**** Given data

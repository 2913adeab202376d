//! Git command execution wrapper.

use std::path::{Path, PathBuf};
use std::process::{Command, Output};

use super::log::{parse_log_output, CommitInfo, LOG_FORMAT};
use crate::error::{MinerError, Result};

/// Runs git commands against one repository.
#[derive(Debug, Clone)]
pub struct GitExecutor {
    repo_path: PathBuf,
}

impl GitExecutor {
    /// Create an executor, verifying git is installed and `repo_path` is a
    /// repository.
    pub fn new(repo_path: &Path) -> Result<Self> {
        let output = Command::new("git")
            .arg("--version")
            .output()
            .map_err(|_| MinerError::GitNotAvailable)?;
        if !output.status.success() {
            return Err(MinerError::GitNotAvailable);
        }

        let output = Command::new("git")
            .current_dir(repo_path)
            .args(["rev-parse", "--git-dir"])
            .output()?;
        if !output.status.success() {
            return Err(MinerError::NotARepository(repo_path.to_path_buf()));
        }

        Ok(Self {
            repo_path: repo_path.to_path_buf(),
        })
    }

    fn git(&self) -> Command {
        let mut cmd = Command::new("git");
        cmd.current_dir(&self.repo_path);
        cmd
    }

    /// Command output, with invalid UTF-8 replaced: file contents and
    /// messages may use any encoding.
    fn stdout(output: Output) -> Result<String> {
        if !output.status.success() {
            let stderr = String::from_utf8_lossy(&output.stderr);
            return Err(MinerError::CommandFailed(stderr.trim().to_string()));
        }
        Ok(String::from_utf8_lossy(&output.stdout).into_owned())
    }

    /// Resolve a revision to a full commit hash.
    pub fn resolve(&self, rev: &str) -> Result<String> {
        // a leading dash would be read as an option
        if rev.is_empty() || rev.starts_with('-') {
            return Err(MinerError::UnknownCommit(rev.to_string()));
        }

        let output = self
            .git()
            .args(["rev-parse", "--verify", "--quiet"])
            .arg(format!("{}^{{commit}}", rev))
            .output()?;
        if !output.status.success() {
            return Err(MinerError::UnknownCommit(rev.to_string()));
        }
        Ok(String::from_utf8(output.stdout)?.trim().to_string())
    }

    /// Hashes of the most recent commits reachable from `rev` (HEAD when
    /// `None`), newest first.
    pub fn log_hashes(&self, rev: Option<&str>, limit: Option<usize>) -> Result<Vec<String>> {
        let mut cmd = self.git();
        cmd.args(["log", "--format=%H"]);
        if let Some(n) = limit {
            cmd.arg(format!("-n{}", n));
        }
        if let Some(rev) = rev {
            cmd.arg(rev);
        }
        cmd.arg("--");

        let stdout = Self::stdout(cmd.output()?)?;
        Ok(stdout
            .lines()
            .map(str::trim)
            .filter(|l| !l.is_empty())
            .map(String::from)
            .collect())
    }

    /// Metadata for one commit.
    pub fn show_info(&self, hash: &str) -> Result<CommitInfo> {
        let output = self
            .git()
            .args(["show", "-s", &format!("--format={}", LOG_FORMAT), hash])
            .output()?;
        let stdout = Self::stdout(output)?;
        parse_log_output(&stdout)
            .into_iter()
            .next()
            .ok_or_else(|| MinerError::UnknownCommit(hash.to_string()))
    }

    /// Unified diff of a commit, with rename and copy detection.
    pub fn show_patch(&self, hash: &str) -> Result<String> {
        let output = self
            .git()
            .args([
                "show",
                "--format=",
                "--patch",
                "--find-renames",
                "--find-copies",
                "--no-color",
                "--no-ext-diff",
                hash,
            ])
            .output()?;
        Self::stdout(output)
    }

    pub fn repo_path(&self) -> &Path {
        &self.repo_path
    }
}

#[cfg(test)]
pub(crate) mod tests {
    use super::*;

    /// Run git in `dir`, returning `None` when git is unusable here.
    fn run(dir: &Path, args: &[&str]) -> Option<()> {
        let status = Command::new("git")
            .current_dir(dir)
            .args(args)
            .env("GIT_AUTHOR_DATE", "2024-03-01T12:00:00Z")
            .env("GIT_COMMITTER_DATE", "2024-03-01T12:00:00Z")
            .output()
            .ok()?
            .status;
        status.success().then_some(())
    }

    /// Write `contents` to `name` and commit it with `message`.
    pub(crate) fn commit_file(
        dir: &Path,
        name: &str,
        contents: &[u8],
        message: &str,
    ) -> Option<()> {
        std::fs::write(dir.join(name), contents).ok()?;
        run(dir, &["add", "."])?;
        run(dir, &["commit", "-q", "-m", message])
    }

    /// A throwaway repository with two commits, or `None` without git.
    pub(crate) fn scratch_repo() -> Option<tempfile::TempDir> {
        let dir = tempfile::tempdir().ok()?;
        let path = dir.path();
        run(path, &["init", "-q"])?;
        run(path, &["config", "user.name", "Dana Reyes"])?;
        run(path, &["config", "user.email", "dana@example.com"])?;
        run(path, &["config", "commit.gpgsign", "false"])?;

        std::fs::write(path.join("README.md"), "# Demo\n").ok()?;
        run(path, &["add", "."])?;
        run(path, &["commit", "-q", "-m", "docs: add readme"])?;

        std::fs::create_dir_all(path.join("src/auth")).ok()?;
        std::fs::write(
            path.join("src/auth/pkce.rs"),
            "pub fn verifier() -> String {\n    String::new()\n}\n",
        )
        .ok()?;
        run(path, &["add", "."])?;
        run(
            path,
            &["commit", "-q", "-m", "feat(auth)!: add PKCE to OAuth flow", "-m", "Closes #12"],
        )?;
        Some(dir)
    }

    #[test]
    fn test_executor_against_scratch_repo() {
        let Some(repo) = scratch_repo() else {
            return;
        };
        let executor = GitExecutor::new(repo.path()).unwrap();

        let hashes = executor.log_hashes(None, Some(10)).unwrap();
        assert_eq!(hashes.len(), 2);
        assert_eq!(executor.resolve("HEAD").unwrap(), hashes[0]);

        let info = executor.show_info(&hashes[0]).unwrap();
        assert_eq!(info.subject, "feat(auth)!: add PKCE to OAuth flow");
        assert_eq!(info.body, "Closes #12");
        assert_eq!(info.author_name, "Dana Reyes");

        let patch = executor.show_patch(&hashes[0]).unwrap();
        assert!(patch.contains("diff --git a/src/auth/pkce.rs b/src/auth/pkce.rs"));
    }

    #[test]
    fn test_patch_with_non_utf8_content() {
        let Some(repo) = scratch_repo() else {
            return;
        };
        let source = b"char *s = \"caf\xe9\";\n";
        commit_file(repo.path(), "legacy.c", source, "chore: import legacy").unwrap();
        let executor = GitExecutor::new(repo.path()).unwrap();
        let hash = executor.resolve("HEAD").unwrap();

        let patch = executor.show_patch(&hash).unwrap();
        assert!(patch.contains("+char *s = \"caf\u{fffd}\";"));
    }

    #[test]
    fn test_unknown_revisions() {
        let Some(repo) = scratch_repo() else {
            return;
        };
        let executor = GitExecutor::new(repo.path()).unwrap();
        assert!(matches!(executor.resolve("0000000"), Err(MinerError::UnknownCommit(_))));
        assert!(matches!(executor.resolve("--all"), Err(MinerError::UnknownCommit(_))));
    }

    #[test]
    fn test_not_a_repository() {
        let dir = tempfile::tempdir().unwrap();
        match GitExecutor::new(dir.path()) {
            Err(MinerError::NotARepository(path)) => assert_eq!(path, dir.path()),
            Err(MinerError::GitNotAvailable) => {}
            other => panic!("unexpected: {:?}", other.map(|e| e.repo_path().to_path_buf())),
        }
    }
}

********

▸ The task
The lines in the entries above that carry the word "GitNotAvailable" must be copied.

▸ Final answer
            .map_err(|_| MinerError::GitNotAvailable)?;
            return Err(MinerError::GitNotAvailable);
            Err(MinerError::GitNotAvailable) => {}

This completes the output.